Application of Adjoint Matching: Introducing SOC theory into RL fine-tuning for molecular trajectory generation enables memory-efficient training. This paradigm is generalizable to other diffusion or flow matching models that require guided generation.

Limitations & Future Work¶

Only heavy atoms are considered; hydrogen atoms and solvent effects are not modeled.
RL fine-tuning requires a known holo state as a reward signal, limiting applicability in truly blind docking scenarios.
The scale of pretraining data remains limited, particularly for protein–ligand complex structures.
The temporal resolution of generated trajectories is constrained by the coarsened time step \(\tau\).

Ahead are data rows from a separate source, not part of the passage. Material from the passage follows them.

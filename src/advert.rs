//! Advert payload assembly.
//!
//! [`AdvertBuilder`] is a pure data helper with no network dependency; its output is the
//! JSON body [`Adverts::create`](crate::resource::Adverts::create) expects.

// self
use crate::_prelude::*;

/// Who is publishing the advert.
#[derive(Clone, Copy, Debug, Default, PartialEq, Eq)]
pub enum AdvertiserType {
	/// A private person (the default).
	#[default]
	Private,
	/// A business account.
	Business,
}
impl AdvertiserType {
	/// Returns the wire-level value.
	pub const fn as_str(self) -> &'static str {
		match self {
			Self::Private => "private",
			Self::Business => "business",
		}
	}
}

/// Consuming builder assembling an advert creation payload.
///
/// Starts with `advertiser_type = "private"` and an empty attribute list; every setter
/// overwrites its field except [`attribute`](Self::attribute), which appends.
#[derive(Clone, Debug)]
pub struct AdvertBuilder {
	data: Map<String, Value>,
}
impl AdvertBuilder {
	/// Creates a builder with the default advertiser type and no attributes.
	pub fn new() -> Self {
		let mut data = Map::new();

		data.insert("advertiser_type".into(), AdvertiserType::Private.as_str().into());
		data.insert("attributes".into(), Value::Array(Vec::new()));

		Self { data }
	}

	/// Sets the advert title.
	pub fn title(self, title: impl Into<String>) -> Self {
		self.set("title", title.into())
	}

	/// Sets the advert description.
	pub fn description(self, description: impl Into<String>) -> Self {
		self.set("description", description.into())
	}

	/// Sets the category the advert is published under.
	pub fn category_id(self, category_id: u64) -> Self {
		self.set("category_id", category_id)
	}

	/// Overrides the advertiser type.
	pub fn advertiser_type(self, advertiser_type: AdvertiserType) -> Self {
		self.set("advertiser_type", advertiser_type.as_str())
	}

	/// Sets the external listing URL the advert mirrors.
	pub fn external_url(self, url: impl Into<String>) -> Self {
		self.set("external_url", url.into())
	}

	/// Sets the partner-side identifier of the advert.
	pub fn external_id(self, external_id: impl Into<String>) -> Self {
		self.set("external_id", external_id.into())
	}

	/// Sets the contact person shown on the advert.
	pub fn contact(self, name: impl Into<String>, phone: impl Into<String>) -> Self {
		self.set("contact", json!({ "name": name.into(), "phone": phone.into() }))
	}

	/// Sets the advert location; coordinates are optional and serialized as `null` when
	/// absent, matching the upstream payload shape.
	pub fn location(self, city_id: u64, latitude: Option<f64>, longitude: Option<f64>) -> Self {
		self.set(
			"location",
			json!({ "city_id": city_id, "latitude": latitude, "longitude": longitude }),
		)
	}

	/// Sets the price; the currency is omitted entirely when not given.
	pub fn price(self, value: u64, currency: Option<&str>) -> Self {
		let mut price = Map::new();

		price.insert("value".into(), value.into());

		if let Some(currency) = currency {
			price.insert("currency".into(), currency.into());
		}

		self.set("price", price)
	}

	/// Appends one category attribute `(code, value)` pair.
	pub fn attribute(mut self, code: impl Into<String>, value: impl Into<Value>) -> Self {
		if let Some(Value::Array(attributes)) = self.data.get_mut("attributes") {
			attributes.push(json!({ "code": code.into(), "value": value.into() }));
		}

		self
	}

	/// Yields the assembled payload.
	pub fn build(self) -> Value {
		Value::Object(self.data)
	}

	fn set(mut self, name: &str, value: impl Into<Value>) -> Self {
		self.data.insert(name.into(), value.into());

		self
	}
}
impl Default for AdvertBuilder {
	fn default() -> Self {
		Self::new()
	}
}

#[cfg(test)]
mod tests {
	// self
	use super::*;

	#[test]
	fn builder_defaults_to_private_with_empty_attributes() {
		assert_eq!(
			AdvertBuilder::new().build(),
			json!({ "advertiser_type": "private", "attributes": [] })
		);
	}

	#[test]
	fn builder_assembles_a_full_payload() {
		let advert = AdvertBuilder::new()
			.title("Mountain bike")
			.description("Barely used.")
			.category_id(1423)
			.external_id("bike-1")
			.contact("Jan", "+48123123123")
			.location(1, Some(52.22), Some(21.01))
			.price(1500, Some("PLN"))
			.attribute("condition", "used")
			.attribute("color", "red")
			.build();

		assert_eq!(
			advert,
			json!({
				"advertiser_type": "private",
				"attributes": [
					{ "code": "condition", "value": "used" },
					{ "code": "color", "value": "red" },
				],
				"title": "Mountain bike",
				"description": "Barely used.",
				"category_id": 1423,
				"external_id": "bike-1",
				"contact": { "name": "Jan", "phone": "+48123123123" },
				"location": { "city_id": 1, "latitude": 52.22, "longitude": 21.01 },
				"price": { "value": 1500, "currency": "PLN" },
			})
		);
	}

	#[test]
	fn price_omits_currency_when_absent() {
		let advert = AdvertBuilder::new().price(100, None).build();

		assert_eq!(advert["price"], json!({ "value": 100 }));
	}

	#[test]
	fn advertiser_type_can_be_overridden() {
		let advert = AdvertBuilder::new().advertiser_type(AdvertiserType::Business).build();

		assert_eq!(advert["advertiser_type"], json!("business"));
	}
}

vs. UniSim: Both employ pretraining strategies, but UniSim's pretraining only produces an atomic representation model, whereas PVB integrates the generative model into pretraining and achieves objective consistency via the latent space.
vs. AlphaFlow: AlphaFlow generates i.i.d. protein conformation samples and cannot preserve temporal dependencies, thus precluding estimation of dynamical observables.
vs. ITO/MDGEN: Trained from scratch, lacking cross-domain generalization; ITO exhibits extremely low conformational validity.

Rating¶

Novelty: ⭐⭐⭐⭐ The unified encoder-decoder + augmented bridge matching framework is elegantly designed; adjoint matching-based RL fine-tuning is a novel contribution.
Experimental Thoroughness: ⭐⭐⭐⭐⭐ Covers protein monomers (ATLAS + mdCATH) and protein–ligand complexes (MISATO + PDBBind) with comprehensive evaluation metrics.
Writing Quality: ⭐⭐⭐⭐ Mathematical derivations are rigorous and the framework is described clearly.
Value: ⭐⭐⭐⭐ Provides a unified and efficient solution for cross-domain molecular dynamics simulation; the substantial improvement in conformational validity has practical application value.